*** Block opens ***

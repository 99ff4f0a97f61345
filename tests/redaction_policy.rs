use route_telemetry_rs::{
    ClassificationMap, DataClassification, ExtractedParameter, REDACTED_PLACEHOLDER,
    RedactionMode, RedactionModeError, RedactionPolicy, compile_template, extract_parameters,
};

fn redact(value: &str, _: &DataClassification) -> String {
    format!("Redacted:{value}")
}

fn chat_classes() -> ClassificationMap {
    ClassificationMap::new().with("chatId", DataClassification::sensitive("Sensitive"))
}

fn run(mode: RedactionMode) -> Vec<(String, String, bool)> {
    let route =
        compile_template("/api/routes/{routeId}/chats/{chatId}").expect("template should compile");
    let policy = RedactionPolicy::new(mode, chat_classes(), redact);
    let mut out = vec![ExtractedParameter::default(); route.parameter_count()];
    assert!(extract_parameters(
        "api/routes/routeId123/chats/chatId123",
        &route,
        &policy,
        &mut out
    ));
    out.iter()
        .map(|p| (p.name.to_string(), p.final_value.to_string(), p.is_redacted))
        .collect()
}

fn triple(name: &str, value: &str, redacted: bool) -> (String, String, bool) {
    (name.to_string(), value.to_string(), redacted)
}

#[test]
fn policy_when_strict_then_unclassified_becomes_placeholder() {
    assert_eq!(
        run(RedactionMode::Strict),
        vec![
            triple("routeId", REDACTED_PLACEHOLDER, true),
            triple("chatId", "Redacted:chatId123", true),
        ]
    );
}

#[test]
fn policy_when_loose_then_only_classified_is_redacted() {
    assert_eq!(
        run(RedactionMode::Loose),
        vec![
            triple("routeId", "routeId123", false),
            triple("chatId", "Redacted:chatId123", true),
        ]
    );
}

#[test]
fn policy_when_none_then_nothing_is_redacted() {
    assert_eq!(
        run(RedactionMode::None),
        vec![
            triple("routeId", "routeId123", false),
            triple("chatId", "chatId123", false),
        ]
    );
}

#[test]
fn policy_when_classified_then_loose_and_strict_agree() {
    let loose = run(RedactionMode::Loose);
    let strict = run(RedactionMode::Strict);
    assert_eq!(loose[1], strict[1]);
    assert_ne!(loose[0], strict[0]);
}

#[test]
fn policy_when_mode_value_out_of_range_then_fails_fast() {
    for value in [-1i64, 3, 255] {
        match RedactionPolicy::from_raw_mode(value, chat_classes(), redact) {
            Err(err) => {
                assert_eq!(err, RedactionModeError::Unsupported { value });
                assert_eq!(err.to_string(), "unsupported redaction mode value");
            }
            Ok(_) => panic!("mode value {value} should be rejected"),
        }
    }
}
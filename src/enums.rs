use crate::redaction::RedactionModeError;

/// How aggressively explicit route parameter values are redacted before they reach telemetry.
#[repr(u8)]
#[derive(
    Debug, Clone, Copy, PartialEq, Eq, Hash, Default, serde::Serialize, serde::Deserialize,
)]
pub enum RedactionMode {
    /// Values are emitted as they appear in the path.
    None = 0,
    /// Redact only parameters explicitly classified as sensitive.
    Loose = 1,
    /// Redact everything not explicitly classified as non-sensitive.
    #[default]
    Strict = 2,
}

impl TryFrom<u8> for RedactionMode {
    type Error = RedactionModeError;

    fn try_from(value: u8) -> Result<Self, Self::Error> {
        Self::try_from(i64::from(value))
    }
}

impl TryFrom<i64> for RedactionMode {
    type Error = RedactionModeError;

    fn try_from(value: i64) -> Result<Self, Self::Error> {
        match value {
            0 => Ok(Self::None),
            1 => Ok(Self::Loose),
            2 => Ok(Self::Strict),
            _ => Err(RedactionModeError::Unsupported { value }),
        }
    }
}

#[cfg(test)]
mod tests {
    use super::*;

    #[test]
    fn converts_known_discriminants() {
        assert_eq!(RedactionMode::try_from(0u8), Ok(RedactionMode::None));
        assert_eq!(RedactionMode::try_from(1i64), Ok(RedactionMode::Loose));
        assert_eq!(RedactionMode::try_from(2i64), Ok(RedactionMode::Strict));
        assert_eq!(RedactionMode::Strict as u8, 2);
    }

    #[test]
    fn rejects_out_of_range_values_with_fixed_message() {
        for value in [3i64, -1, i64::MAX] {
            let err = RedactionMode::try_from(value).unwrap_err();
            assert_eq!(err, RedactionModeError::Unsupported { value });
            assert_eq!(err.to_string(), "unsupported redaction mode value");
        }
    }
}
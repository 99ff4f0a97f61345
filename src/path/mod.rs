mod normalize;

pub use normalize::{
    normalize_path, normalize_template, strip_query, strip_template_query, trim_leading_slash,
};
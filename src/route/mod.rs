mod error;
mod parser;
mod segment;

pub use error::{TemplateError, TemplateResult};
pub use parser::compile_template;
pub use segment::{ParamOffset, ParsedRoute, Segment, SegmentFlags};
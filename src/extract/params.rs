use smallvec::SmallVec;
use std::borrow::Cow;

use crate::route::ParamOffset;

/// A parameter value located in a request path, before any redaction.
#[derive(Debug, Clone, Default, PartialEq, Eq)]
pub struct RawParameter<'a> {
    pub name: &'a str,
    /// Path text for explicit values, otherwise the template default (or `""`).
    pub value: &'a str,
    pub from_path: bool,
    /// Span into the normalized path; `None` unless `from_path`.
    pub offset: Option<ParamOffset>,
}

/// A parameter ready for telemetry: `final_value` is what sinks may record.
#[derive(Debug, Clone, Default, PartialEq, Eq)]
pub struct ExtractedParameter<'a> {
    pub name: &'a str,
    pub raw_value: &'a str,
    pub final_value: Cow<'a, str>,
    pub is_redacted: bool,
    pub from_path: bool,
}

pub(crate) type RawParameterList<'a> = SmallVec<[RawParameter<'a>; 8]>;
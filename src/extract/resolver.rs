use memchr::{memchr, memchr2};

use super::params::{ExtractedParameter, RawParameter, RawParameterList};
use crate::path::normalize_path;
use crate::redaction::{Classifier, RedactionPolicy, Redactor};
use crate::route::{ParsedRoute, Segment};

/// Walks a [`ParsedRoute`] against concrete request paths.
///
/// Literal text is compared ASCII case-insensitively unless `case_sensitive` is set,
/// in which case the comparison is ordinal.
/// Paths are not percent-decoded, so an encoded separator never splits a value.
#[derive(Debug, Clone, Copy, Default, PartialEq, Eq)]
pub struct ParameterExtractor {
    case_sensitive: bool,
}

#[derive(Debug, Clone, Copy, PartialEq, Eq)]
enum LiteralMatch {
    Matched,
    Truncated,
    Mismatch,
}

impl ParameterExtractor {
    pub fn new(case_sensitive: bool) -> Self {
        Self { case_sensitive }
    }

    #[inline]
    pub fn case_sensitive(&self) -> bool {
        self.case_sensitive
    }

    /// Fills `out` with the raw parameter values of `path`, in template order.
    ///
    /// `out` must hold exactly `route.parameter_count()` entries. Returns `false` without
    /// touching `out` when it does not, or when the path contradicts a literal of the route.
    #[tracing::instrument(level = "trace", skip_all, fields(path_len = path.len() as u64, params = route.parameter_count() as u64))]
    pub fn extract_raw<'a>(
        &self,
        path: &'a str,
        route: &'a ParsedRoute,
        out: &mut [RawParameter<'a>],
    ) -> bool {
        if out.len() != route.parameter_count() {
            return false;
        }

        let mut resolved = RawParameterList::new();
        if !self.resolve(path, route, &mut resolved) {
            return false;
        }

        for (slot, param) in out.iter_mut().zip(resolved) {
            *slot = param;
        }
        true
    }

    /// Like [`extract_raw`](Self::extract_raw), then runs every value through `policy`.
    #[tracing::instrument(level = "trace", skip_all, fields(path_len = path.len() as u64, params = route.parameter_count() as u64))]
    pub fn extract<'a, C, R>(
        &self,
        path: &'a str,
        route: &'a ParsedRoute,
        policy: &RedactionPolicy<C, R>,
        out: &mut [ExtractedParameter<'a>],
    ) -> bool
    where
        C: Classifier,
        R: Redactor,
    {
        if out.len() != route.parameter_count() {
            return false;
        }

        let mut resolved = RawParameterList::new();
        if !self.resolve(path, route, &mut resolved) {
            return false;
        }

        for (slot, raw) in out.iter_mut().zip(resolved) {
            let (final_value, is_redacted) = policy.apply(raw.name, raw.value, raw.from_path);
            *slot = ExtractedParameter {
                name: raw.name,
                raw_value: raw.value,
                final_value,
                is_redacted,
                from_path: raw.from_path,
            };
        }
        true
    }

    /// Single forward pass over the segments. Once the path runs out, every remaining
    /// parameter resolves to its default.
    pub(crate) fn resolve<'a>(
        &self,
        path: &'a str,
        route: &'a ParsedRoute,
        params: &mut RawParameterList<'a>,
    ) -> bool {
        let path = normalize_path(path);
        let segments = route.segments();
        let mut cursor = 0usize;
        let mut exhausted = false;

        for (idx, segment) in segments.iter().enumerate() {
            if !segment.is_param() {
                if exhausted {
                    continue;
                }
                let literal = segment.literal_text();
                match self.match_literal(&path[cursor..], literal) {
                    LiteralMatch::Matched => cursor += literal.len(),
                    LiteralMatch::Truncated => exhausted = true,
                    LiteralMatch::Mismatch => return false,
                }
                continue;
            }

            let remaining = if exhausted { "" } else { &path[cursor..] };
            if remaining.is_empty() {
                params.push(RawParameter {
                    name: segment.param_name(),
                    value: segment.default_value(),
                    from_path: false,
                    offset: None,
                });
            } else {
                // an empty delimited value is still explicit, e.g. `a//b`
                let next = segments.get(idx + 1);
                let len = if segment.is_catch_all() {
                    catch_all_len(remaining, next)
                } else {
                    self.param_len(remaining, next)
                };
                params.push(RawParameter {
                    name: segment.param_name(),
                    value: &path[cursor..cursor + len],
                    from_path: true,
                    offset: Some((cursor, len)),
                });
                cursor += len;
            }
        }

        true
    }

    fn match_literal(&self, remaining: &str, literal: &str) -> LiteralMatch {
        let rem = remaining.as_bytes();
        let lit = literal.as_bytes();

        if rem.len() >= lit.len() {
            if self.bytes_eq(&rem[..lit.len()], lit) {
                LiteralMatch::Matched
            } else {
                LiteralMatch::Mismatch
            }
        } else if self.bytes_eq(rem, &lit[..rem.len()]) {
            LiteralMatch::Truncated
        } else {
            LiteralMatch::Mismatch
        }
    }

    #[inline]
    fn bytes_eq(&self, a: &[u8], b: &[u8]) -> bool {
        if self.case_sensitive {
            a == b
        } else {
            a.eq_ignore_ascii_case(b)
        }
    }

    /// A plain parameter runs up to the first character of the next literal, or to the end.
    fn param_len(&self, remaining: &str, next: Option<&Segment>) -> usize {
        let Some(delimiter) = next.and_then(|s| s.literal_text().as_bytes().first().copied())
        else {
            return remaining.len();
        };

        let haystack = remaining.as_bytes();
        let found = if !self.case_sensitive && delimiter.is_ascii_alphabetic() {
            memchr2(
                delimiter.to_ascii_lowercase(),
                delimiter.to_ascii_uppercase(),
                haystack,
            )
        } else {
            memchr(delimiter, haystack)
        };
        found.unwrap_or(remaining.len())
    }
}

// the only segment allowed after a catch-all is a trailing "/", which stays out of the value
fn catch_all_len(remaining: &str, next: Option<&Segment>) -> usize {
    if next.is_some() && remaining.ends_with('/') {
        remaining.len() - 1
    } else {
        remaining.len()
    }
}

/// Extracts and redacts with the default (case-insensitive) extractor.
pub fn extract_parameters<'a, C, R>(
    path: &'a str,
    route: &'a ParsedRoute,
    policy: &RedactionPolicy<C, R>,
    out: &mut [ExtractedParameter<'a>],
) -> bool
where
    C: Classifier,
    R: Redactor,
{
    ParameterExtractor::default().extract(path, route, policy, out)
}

*** Block closes ***

→ PROBLEM REQUIREMENTS: Supply the count of lines in the entries that contain the word "before", and nothing besides.

→ FINISHED EXERCISE: 2